На один голос накладывается второй, третий словечки вставляет, четвертый басом заглушает, — а Мышкин в самый азарт входит. Иногда сам себя спрашивал: что, если десять человек одновременно — успеет? И верил — успеет. Правда, с расшифровкой мучился, однако память выручала. Когда спор завязывался, не поймешь, о чем говорят; важно записать, что говорят. Потом голову ломаешь: чьи же это слова? Но каким-то особым чутьем в волнообразных строчках своей шифровки различал Мышкин интонацию слов и по интонации определял автора.
Чего только не бывает… Однажды два почтенных генерала как петухи сцепились. Один все смысла в донесении агента не углядывал. Другой генерал не вытерпел и посоветовал его превосходительству вставить ото донесение себе в… — может, тогда углядит. Какая тут буря поднялась: «вежливость» поперла, парламентские выражения!.. Отцы города, не налюбуешься! И еще смеялся Мышкин потому, что теперь словно видел себя со стороны: ведь он один-единственный сохранял на заседании спокойствие и невозмутимость. Скандал прошел мимо него, он лишь успевал записывать. Но сие могли истолковать по-другому, подивиться его выдержке, корректности. Да жаль, что никто не заметил.
Заметили. Его превосходительство, сухой, желчный генерал, обер-полицмейстер Москвы, листал стенограмму и покусывал нижнюю губу. Хмыкнул, строго глянул на Мышкина. Мышкин сделал соответствующее лицо.
— Напозволяли себе наши старички, — усмехнулся генерал. — Одно непостижимо: как вы успели записать этот бедлам? Есть вещи, перед которыми я пасую. К примеру, модная наука — электричество. Я честно признаю — не понимаю. И ваше искусство, господин Мышкин, тоже для меня загадочно. Феномен. Но смею уверить, что мы усердие ваше отмечали не раз. И ваша благонамеренность, — генерал бросил выразительный взгляд на листки стенограммы, — весьма похвальна. К сожалению, человек ни от чего не застрахован. От судьбы не уйдешь: случайность, неприятности, гм… щекотливое положение. Но, господин Мышкин, помните: все, что в моей власти… буду рад.
И с гордой усмешкой покинул Мышкин высокий кабинет: оценили его профессионализм, умение, а это всегда приятно.
В Оленьем переулке, под двумя старыми липами, маленький дом с мезонином. Расторопная румяная Клаша уже в дверях строила глазки:
— Здравствуйте, барин! Чегой-то совсем пропали!

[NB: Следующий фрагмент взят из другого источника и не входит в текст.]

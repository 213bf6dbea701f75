//! Compound iterators: AND, OR, NOT.
//!
//! Each compound is itself a [`DocumentIterator`], so arbitrary boolean
//! trees compose from the same interface. Children are owned exclusively
//! by their parent and torn down with it; a query is cancelled by simply
//! dropping the tree.
//!
//! Construction and traversal are separate phases: children may be added
//! until the first `next()` / `skip_to()` call, after which the tree is
//! frozen and `add_child` is rejected.

use std::cmp::Ordering;
use std::collections::BinaryHeap;

use crate::error::{PilumError, Result};
use crate::query::iterator::{DocId, DocumentIterator, NO_MORE_DOCS};
use crate::query::statistics::SearchStatistics;

/// Intersection of two or more child iterators (leapfrog join).
///
/// A document matches iff every child can reach it. The laggard children
/// are repeatedly skipped to the maximum current position until all align;
/// the node is exhausted as soon as any child is. When traversal starts,
/// children are sorted by ascending `cost()` so the most selective child
/// leads the probe order.
///
/// Term-frequency policy: the sum of all children's frequencies at the
/// aligned document.
#[derive(Debug)]
pub struct AndIterator {
    /// Children, sorted by ascending cost once traversal starts.
    children: Vec<Box<dyn DocumentIterator>>,
    /// Current aligned document.
    current_doc: DocId,
    /// Whether the intersection is spent.
    exhausted: bool,
    /// Whether traversal has started.
    started: bool,
}

impl AndIterator {
    /// Create an empty conjunction; add children before traversal.
    ///
    /// Arity cannot be checked while children may still be added, so a
    /// tree left with exactly one child is rejected on the first `next()`
    /// or `skip_to()`. Prefer [`AndIterator::try_new`] when the child set
    /// is known up front; it rejects malformed arity at construction.
    pub fn new() -> Self {
        AndIterator {
            children: Vec::new(),
            current_doc: 0,
            exhausted: false,
            started: false,
        }
    }

    /// Create a conjunction from children.
    ///
    /// Zero children is the documented always-empty degenerate; exactly
    /// one child is a malformed tree and is rejected eagerly.
    pub fn try_new(children: Vec<Box<dyn DocumentIterator>>) -> Result<Self> {
        if children.len() == 1 {
            return Err(PilumError::query(
                "conjunction requires at least two children",
            ));
        }
        Ok(AndIterator {
            children,
            current_doc: 0,
            exhausted: false,
            started: false,
        })
    }

    /// Add a child. Only valid before traversal starts.
    pub fn add_child(&mut self, child: Box<dyn DocumentIterator>) -> Result<()> {
        if self.started {
            return Err(PilumError::invalid_operation(
                "add_child after traversal started",
            ));
        }
        self.children.push(child);
        Ok(())
    }

    fn start(&mut self) -> Result<()> {
        self.started = true;
        if self.children.is_empty() {
            self.exhausted = true;
            return Ok(());
        }
        if self.children.len() == 1 {
            return Err(PilumError::query(
                "conjunction requires at least two children",
            ));
        }

        // Most selective child first
        self.children.sort_by_key(|child| child.cost());

        for child in &mut self.children {
            if !child.next()? {
                self.exhausted = true;
                return Ok(());
            }
        }
        self.align()
    }

    /// Leapfrog all children onto the same document.
    fn align(&mut self) -> Result<()> {
        loop {
            let mut max_doc = 0;
            for child in &self.children {
                let doc = child.doc();
                if doc == NO_MORE_DOCS {
                    self.exhausted = true;
                    return Ok(());
                }
                max_doc = max_doc.max(doc);
            }

            let mut all_aligned = true;
            for child in &mut self.children {
                if child.doc() < max_doc {
                    let landed = child.skip_to(max_doc)?;
                    if landed == NO_MORE_DOCS {
                        self.exhausted = true;
                        return Ok(());
                    }
                    if landed != max_doc {
                        all_aligned = false;
                    }
                }
            }

            if all_aligned {
                self.current_doc = max_doc;
                return Ok(());
            }
        }
    }
}

impl Default for AndIterator {
    fn default() -> Self {
        Self::new()
    }
}

impl DocumentIterator for AndIterator {
    fn doc(&self) -> DocId {
        if self.exhausted {
            NO_MORE_DOCS
        } else {
            self.current_doc
        }
    }

    fn next(&mut self) -> Result<bool> {
        if self.exhausted {
            return Ok(false);
        }
        if !self.started {
            self.start()?;
            return Ok(!self.exhausted);
        }

        // Advance the lead child, then realign the rest
        if !self.children[0].next()? {
            self.exhausted = true;
            return Ok(false);
        }
        self.align()?;
        Ok(!self.exhausted)
    }

    fn skip_to(&mut self, target: DocId) -> Result<DocId> {
        if self.exhausted {
            return Ok(NO_MORE_DOCS);
        }
        if !self.started {
            self.start()?;
            if self.exhausted {
                return Ok(NO_MORE_DOCS);
            }
        }
        if target <= self.current_doc && self.current_doc > 0 {
            return Ok(self.current_doc);
        }

        if self.children[0].skip_to(target)? == NO_MORE_DOCS {
            self.exhausted = true;
            return Ok(NO_MORE_DOCS);
        }
        self.align()?;
        Ok(self.doc())
    }

    fn term_freq(&self) -> u64 {
        if self.exhausted {
            return 0;
        }
        self.children.iter().map(|child| child.term_freq()).sum()
    }

    fn cost(&self) -> u64 {
        // Bounded by the most selective child
        self.children
            .iter()
            .map(|child| child.cost())
            .min()
            .unwrap_or(0)
    }

    fn collect_statistics(&self, stats: &mut SearchStatistics) {
        for child in &self.children {
            child.collect_statistics(stats);
        }
    }
}

/// Heap entry ordering children by their current document (min-heap).
#[derive(Debug)]
struct HeapEntry {
    iterator: Box<dyn DocumentIterator>,
}

impl PartialEq for HeapEntry {
    fn eq(&self, other: &Self) -> bool {
        self.iterator.doc() == other.iterator.doc()
    }
}

impl Eq for HeapEntry {}

impl PartialOrd for HeapEntry {
    fn partial_cmp(&self, other: &Self) -> Option<Ordering> {
        Some(self.cmp(other))
    }
}

impl Ord for HeapEntry {
    fn cmp(&self, other: &Self) -> Ordering {
        // Min-heap: lower doc IDs come first
        other.iterator.doc().cmp(&self.iterator.doc())
    }
}

/// Union of two or more child iterators.
///
/// A min-heap keyed by each child's current document yields the next
/// match; every child positioned exactly at the emitted document is
/// advanced, so a document present in several children is emitted once.
///
/// Term-frequency policy: the sum of frequencies across the children
/// positioned at the current document.
#[derive(Debug)]
pub struct OrIterator {
    /// Children added before traversal starts.
    pending: Vec<Box<dyn DocumentIterator>>,
    /// Active children, ordered by current doc.
    heap: BinaryHeap<HeapEntry>,
    /// Exhausted children, retained for the statistics pass.
    spent: Vec<Box<dyn DocumentIterator>>,
    /// Current document.
    current_doc: DocId,
    /// Whether every child is exhausted.
    exhausted: bool,
    /// Whether traversal has started.
    started: bool,
}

И почтения в голосе не было. В темной прихожей норовила прислониться. Знала, конечно, что никакой он не барин, но раз хозяйка принимает… А в столовой самовар гудит. А в спальне усатый поручик, масляной краской писанный, хмуро со стены на кровать поглядывает. А на кровати взбитые подушки, и наволочки затейливо вышиты. Рыжий кот на зеленом атласном покрывале жмурится, потягивается.
— Обожрался Васька, обнаглел, совсем мышей не ловит, — и глазки лукаво стреляют: в угол, на нос и на Мышкина — благо, хозяйка в другой комнате.
Вдова пехотного поручика, случалось, журчала нежно, с придыханием, но только запомнил Мышкин другой ее голос — напористый, грудной, слова сыплются, как искры из самоварной трубы.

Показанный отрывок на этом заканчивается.